Ministers have alighted on 30 hours since they say this will be enough to familiarise the unemployed with the world of work.
Under the current rate of Job Seekers Allowance, this means unemployed people will be paid as little as £1.78 for an hours work, less than 30 per cent of the minimum wage.
The coalition’s new work programme already compels the unemployed to do unpaid work to keep their benefits:
From June job centre advisers can instruct claimants to undertake work placement activity. Participants are expected to spend up to 30 hours a week, for four weeks, on their work activity placement and will be required to continue to look for work.
A list of businesses receiving free labour under the work boost scheme was made available under the FoI act, and includes such upstanding community organisations as Sainsbury’s and Asda.
This is the first time such work has been explicit government policy, however, and the first time claimants have been required to work for such a length of time for no pay.

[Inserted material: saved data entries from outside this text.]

#[test]
fn test_partial_rebalance_continues_immediately() {
    let env = Env::default();
    let f = setup(&env);
    first_mint(&env, &f);
    let mut params = default_params();
    params.max_rebalance_value = 100_000_000;
    f.vault
        .set_rise_token_parameters(&f.governor, &f.rise.address, &params);
    f.oracle.set_price(&5_000_000_000);
    f.swap
        .set_rate(&f.usdc.address, &f.weth.address, &5_005_000_000, &WETH);

    f.vault.rebalance(&f.rise.address);
    assert!(f.vault.get_rise_token(&f.rise.address).partial_rebalance);
    assert_eq!(
        f.vault.get_outstanding_debt(&f.rise.address),
        FIRST_MINT_DEBT + 100_100_000
    );
    assert_eq!(
        f.vault.get_leverage_ratio(&f.rise.address),
        1_688_894_686_114_284_402
    );

    f.vault.rebalance(&f.rise.address);
    assert_eq!(
        f.vault.get_leverage_ratio(&f.rise.address),
        1_705_661_538_134_327_504
    );
    assert_eq!(
        f.vault.try_rebalance(&f.rise.address),
        Err(Ok(Error::RebalanceNotNeeded))
    );
}

#[test]
fn test_rebalance_slippage_reverts() {
    let env = Env::default();
    let f = setup(&env);
    first_mint(&env, &f);
    f.oracle.set_price(&5_000_000_000);
    f.swap
        .set_rate(&f.usdc.address, &f.weth.address, &5_100_000_000, &WETH);

    assert_eq!(
        f.vault.try_rebalance(&f.rise.address),
        Err(Ok(Error::SlippageTooHigh))
    );
    assert_eq!(
        f.vault.get_outstanding_debt(&f.rise.address),
        FIRST_MINT_DEBT
    );
    let metadata = f.vault.get_rise_token(&f.rise.address);
    assert_eq!(metadata.total_collateral, 1_999_000_000_000_000_000);
    assert_eq!(metadata.last_rebalance_timestamp, 0);
}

It’s introduction follows the same line of reasoning that so many Conservative MPs have voiced in recent months: that over-strong worker protections are the reason for unemployment.
Louise Mensch claimed:
“The left think they’re helping working people by providing more rights, but all that actually happens is you create poverty and despair, because jobs go to your competitors who have fewer rights for workers.”
Osborne stated that:
“We also respect the right of the unemployed to get a job and not be priced out of the labour market”
Philip Davies argued that for disabled people:
“…the national minimum wage may be more of a hindrance than a help.”
Now Cameron is arguing that the best way to get people employed is to force them to work for a third of the minimum wage. Does he not remember the lessons of the NMW’s introduction in 1998?
As the BBC reported two years later:
The Tories have even been forced to abandon their opposition to the wage because it has not had the expected negative effects and they do not want to enter an election arguing against it.
Having won an election supporting it, the Conservatives now seem to want to undermine fair pay at every opportunity.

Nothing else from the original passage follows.